Jakarta: Perkembangan teknologi blockchain yang kian masif, disorot. Sebab, teknologi tersebut membawa perubahan besar dalam sistem keuangan digital, termasuk dalam bidang hukum.
“Blockchain bukan sekadar teknologi, melainkan ruang hukum baru yang menuntut kehadiran negara,” kata Kepala Bagian Tata Usaha Kejaksaan Tinggi Lampung, Juwita Patty Pasaribu, dalam keterangan tertulis yang dikutip Rabu, 24 Desember 2025.

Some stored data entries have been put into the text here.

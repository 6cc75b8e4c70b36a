//! Shared context for capability modules
//!
//! A [`ContextManager`] stores key/value entries in four scopes
//! ([`ContextScope`]), tracks sessions and keeps per-user state
//! ([`UserContext`]). Entries may carry a time-to-live; expired entries are
//! never returned and are removed lazily on read or by the periodic sweep.
//!
//! ```text
//! create_session(user) ──▶ session_id ──▶ SESSION keys "{session_id}:{key}"
//!                                          │
//!                       end_session ───────┘ (keys purged)
//! ```

pub mod error;
pub mod manager;
pub mod types;

pub use error::{ContextError, ContextResult};
pub use manager::{ContextManager, SharedContextManager};
pub use types::{
    ContextEntry, ContextScope, ContextStats, ConversationRecord, SessionId, UserContext, UserId,
};
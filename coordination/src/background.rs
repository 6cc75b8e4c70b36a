//! Cancellable background tasks
//!
//! Both the event dispatch loop and the context cleanup sweep are
//! long-lived tokio tasks that stop cooperatively. [`BackgroundTask`] owns
//! one such task together with its cancellation token. Dropping the
//! handle cancels the task, so a loop never outlives its owner.

use std::future::Future;

use tokio::task::JoinHandle;
use tokio_util::sync::{CancellationToken, DropGuard};
use tracing::{debug, warn};

/// A spawned loop that can be cancelled and awaited
pub struct BackgroundTask {
    name: &'static str,
    cancel: CancellationToken,
    handle: JoinHandle<()>,
    _cancel_on_drop: DropGuard,
}

impl BackgroundTask {
    /// Spawn `body` with a fresh cancellation token
    ///
    /// The body receives the token and must return once it is cancelled.
    pub fn spawn<F, Fut>(name: &'static str, body: F) -> Self
    where
        F: FnOnce(CancellationToken) -> Fut,
        Fut: Future<Output = ()> + Send + 'static,
    {
        let cancel = CancellationToken::new();
        let handle = tokio::spawn(body(cancel.clone()));
        debug!(task = name, "Background task spawned");
        Self {
            name,
            _cancel_on_drop: cancel.clone().drop_guard(),
            cancel,
            handle,
        }
    }

    /// Whether the task is still running
    pub fn is_running(&self) -> bool {
        !self.handle.is_finished()
    }

    /// Request cancellation and wait for the task to exit
    pub async fn shutdown(self) {
        self.cancel.cancel();
        match self.handle.await {
            Ok(()) => debug!(task = self.name, "Background task stopped"),
            Err(e) if e.is_cancelled() => debug!(task = self.name, "Background task aborted"),
            Err(e) => warn!(task = self.name, "Background task ended abnormally: {}", e),
        }
    }
}
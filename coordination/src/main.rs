//! Jarvis coordination demo
//!
//! Starts an [`AssistantCore`] and wires a two-stage handler chain:
//! every line read from stdin is published as `speech.input`, a router turns
//! it into `intent.detected`, and a recorder appends the exchange to the
//! user's conversation history. Runs until Ctrl-C or end of input.
//!
//! # Usage
//!
//! ```bash
//! # Defaults
//! jarvis-coordination
//!
//! # Config file plus overrides (flags > env > file > defaults)
//! JARVIS_CONTEXT_MAX_HISTORY=50 jarvis-coordination --config jarvis.toml --history-capacity 200
//! ```

use std::path::PathBuf;
use std::sync::{Arc, Weak};
use std::time::Duration;

use anyhow::{Context, Result};
use clap::Parser;
use serde_json::json;
use tokio::io::{AsyncBufReadExt, BufReader};
use tracing::{info, warn};

use jarvis_coordination::context::{ContextManager, ContextScope};
use jarvis_coordination::events::{event_types, Event, EventBus, EventPriority, FnHandler};
use jarvis_coordination::{AssistantCore, CoordinationConfig};

/// Command-line arguments
#[derive(Parser, Debug)]
#[command(author, version, about, long_about = None)]
struct Args {
    /// TOML config file with [event_bus] and [context] tables
    #[arg(long)]
    config: Option<PathBuf>,

    /// Seconds between context expiration sweeps (overrides JARVIS_CONTEXT_CLEANUP_INTERVAL_SECS)
    #[arg(long)]
    cleanup_interval_secs: Option<u64>,

    /// Events kept in bus history (overrides JARVIS_EVENT_HISTORY_CAPACITY)
    #[arg(long)]
    history_capacity: Option<usize>,

    /// User id attached to stdin input
    #[arg(long, default_value = "local")]
    user: String,
}

fn load_config(args: &Args) -> Result<CoordinationConfig> {
    let mut config = match &args.config {
        Some(path) => CoordinationConfig::from_file(path)?,
        None => CoordinationConfig::default(),
    };
    config.apply_env();

    if let Some(secs) = args.cleanup_interval_secs {
        config.context.cleanup_interval = Duration::from_secs(secs);
    }
    if let Some(capacity) = args.history_capacity {
        config.bus.history_capacity = capacity;
    }
    Ok(config)
}

/// Very small keyword intent detector for the demo chain
fn detect_intent(text: &str) -> &'static str {
    let lower = text.to_lowercase();
    if lower.contains("weather") {
        "weather"
    } else if lower.contains("time") {
        "time"
    } else if lower.contains("look") || lower.contains("see") {
        "vision"
    } else {
        "chat"
    }
}

async fn wire_demo_handlers(core: &AssistantCore) {
    let bus = core.bus();

    // Weak so the bus does not keep itself alive through its own subscribers.
    let bus_ref: Weak<EventBus> = Arc::downgrade(&bus);
    let context = core.context();
    let router = FnHandler::new("speech_router", move |event: Event| {
        let bus_ref = Weak::clone(&bus_ref);
        let context = Arc::clone(&context);
        async move {
            let text = event
                .get_str("text")
                .context("speech.input without text")?
                .to_string();
            let session_id = event.get_str("session_id");

            context
                .try_set_context(
                    "last_utterance",
                    json!(text),
                    ContextScope::Session,
                    session_id,
                    Some(chrono::Duration::minutes(5)),
                    None,
                )
                .await?;

            let Some(bus) = bus_ref.upgrade() else {
                return Ok::<_, anyhow::Error>(());
            };
            let mut intent = Event::empty(event_types::INTENT_DETECTED)
                .with_field("intent", detect_intent(&text))
                .with_field("text", text)
                .with_priority(EventPriority::High)
                .with_source("speech_router");
            if let Some(user_id) = event.get("user_id") {
                intent = intent.with_field("user_id", user_id.clone());
            }
            if let Some(correlation_id) = &event.correlation_id {
                intent = intent.with_correlation_id(correlation_id.clone());
            }
            bus.try_publish(intent).await?;
            Ok::<_, anyhow::Error>(())
        }
    });
    bus.subscribe(event_types::SPEECH_INPUT, router.shared()).await;

    let context = core.context();
    let recorder = FnHandler::new("conversation_recorder", move |event: Event| {
        let context = Arc::clone(&context);
        async move { record_exchange(&context, &event).await }
    });
    bus.subscribe(event_types::INTENT_DETECTED, recorder.shared()).await;
}

async fn record_exchange(context: &ContextManager, event: &Event) -> Result<()> {
    let user_id = event
        .get_str("user_id")
        .context("intent.detected without user_id")?;
    let intent = event.get_str("intent").unwrap_or("chat");

    context
        .add_to_conversation_history(
            user_id,
            json!({
                "role": "user",
                "text": event.get("text"),
                "intent": intent,
            }),
        )
        .await;
    info!(user_id, intent, "Intent detected");
    Ok(())
}

#[tokio::main]
async fn main() -> Result<()> {
    let args = Args::parse();

    tracing_subscriber::fmt()
        .with_env_filter(
            tracing_subscriber::EnvFilter::from_default_env()
                .add_directive("jarvis_coordination=info".parse()?),
        )
        .with_writer(std::io::stderr)
        .init();

    let config = load_config(&args)?;
    info!(?config, "Loaded configuration");

    let core = AssistantCore::new(config);
    core.start().await;
    wire_demo_handlers(&core).await;

    let context = core.context();
    let session_id = context.create_session(&args.user).await;

    let bus = core.bus();
    let mut lines = BufReader::new(tokio::io::stdin()).lines();
    loop {
        tokio::select! {
            _ = tokio::signal::ctrl_c() => {
                info!("Received Ctrl-C, shutting down");
                break;
            }
            line = lines.next_line() => {
                let Some(line) = line.context("Failed to read stdin")? else {
                    info!("End of input, shutting down");
                    break;
                };
                let text = line.trim();
                if text.is_empty() {
                    continue;
                }
                let event = Event::empty(event_types::SPEECH_INPUT)
                    .with_field("text", text)
                    .with_field("user_id", args.user.as_str())
                    .with_field("session_id", session_id.as_str())
                    .with_correlation_id(Event::new_correlation_id())
                    .with_source("stdin");
                if !bus.publish(event).await {
                    warn!("Dropped input line");
                }
            }
        }
    }

    // Let in-flight events drain before stopping the loops.
    tokio::time::sleep(Duration::from_millis(100)).await;
    context.end_session(&session_id).await;

    let history = context.get_conversation_history(&args.user, 0).await;
    info!(
        messages = history.len(),
        stats = ?bus.get_stats().await,
        "Session summary"
    );

    core.stop().await;
    Ok(())
}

Hal tersebut diungkap Juwita dalam disertasi doktoral ilmu hukum Juwita, di Fakultas Hukum Universitas Indonesia. Disertasi berjudul “Teknologi Blockchain di Indonesia: Regulasi, Mekanisme, dan Pertanggungjawaban Pidana” itu mengantar Juwita meraih gelar doktoral.
Juwita mengkaji mendalam bagaimana blockchain—sebagai fondasi aset kripto berpotensi disalahgunakan sebagai sarana tindak pidana, khususnya pencucian uang. Karakteristik teknologi yang anonim, lintas yurisdiksi, serta minim perantara dinilai menghadirkan tantangan baru bagi sistem hukum konvensional.
Menurutnya, hukum tidak boleh tertinggal dari laju inovasi digital. Tanpa regulasi yang adaptif dan komprehensif, teknologi blockchain berisiko menjadi medium kejahatan yang sulit dijangkau aparat penegak hukum.
Baca Juga :DRX Token Resmi Listing, Gebrak Inovasi Sport-Tech Indonesia
Dalam disertasinya, Juwita menyoroti kerangka hukum nasional Indonesia saat ini belum sepenuhnya mampu. Terutama, dalam mengantisipasi modus kejahatan berbasis teknologi blockchain.
Menurut Juwita, pengaturan aset kripto masih bersifat sektoral dan belum menyentuh mekanisme teknologi secara menyeluruh. Sehingga, berpotensi menimbulkan kekosongan hukum. Baik, dalam aspek pengawasan maupun pertanggungjawaban pidana para pelaku dalam ekosistem blockchain.
Juwita juga menekankan pentingnya revisi Undang-Undang Nomor 8 Tahun 2010 tentang Pencegahan dan Pemberantasan Tindak Pidana Pencucian Uang. Agar, selaras dengan perkembangan teknologi keuangan digital.
Ia menilai, pendekatan hukum pidana tradisional yang bertumpu pada pembuktian perbuatan fisik dan niat jahat menghadapi tantangan serius ketika berhadapan dengan transaksi digital yang berjalan otomatis melalui smart contract dan sistem terdesentralisasi.
Penganugerahan gelar doktoral terkait disertasi teknologi blockchain. Foto: Istimewa
Melalui analisis perbandingan terhadap berbagai regulasi internasional, termasuk rekomendasi Financial Action Task Force (FATF), disertasi ini menawarkan arah kebijakan yang lebih progresif. Menurutnya regulasi blockchain perlu dirancang berbasis risiko, mampu menjamin kepastian hukum, sekaligus tetap mendorong inovasi teknologi.
“Regulasi tidak boleh mematikan inovasi, tetapi harus mampu menutup celah penyalahgunaan yang merugikan masyarakat dan mengancam integritas sistem keuangan,” kata Juwita.
Karya akademik ini diharapkan dapat menjadi rujukan bagi pembuat kebijakan, aparat penegak hukum, dan kalangan akademisi dalam merumuskan masa depan pengaturan blockchain di Indonesia. Dengan regulasi yang tepat, teknologi blockchain dinilai tidak hanya mampu mendorong pertumbuhan ekonomi digital, tetapi juga memperkuat upaya pencegahan kejahatan keuangan berbasis teknologi.
Melalui disertasi tersebut, Juwita Patty Pasaribu menegaskan bahwa tantangan hukum di era digital tidak dapat dihindari. Yang dibutuhkan adalah keberanian dan kecermatan negara dalam menata “belantara blockchain” agar tetap berada dalam koridor hukum dan keadilan.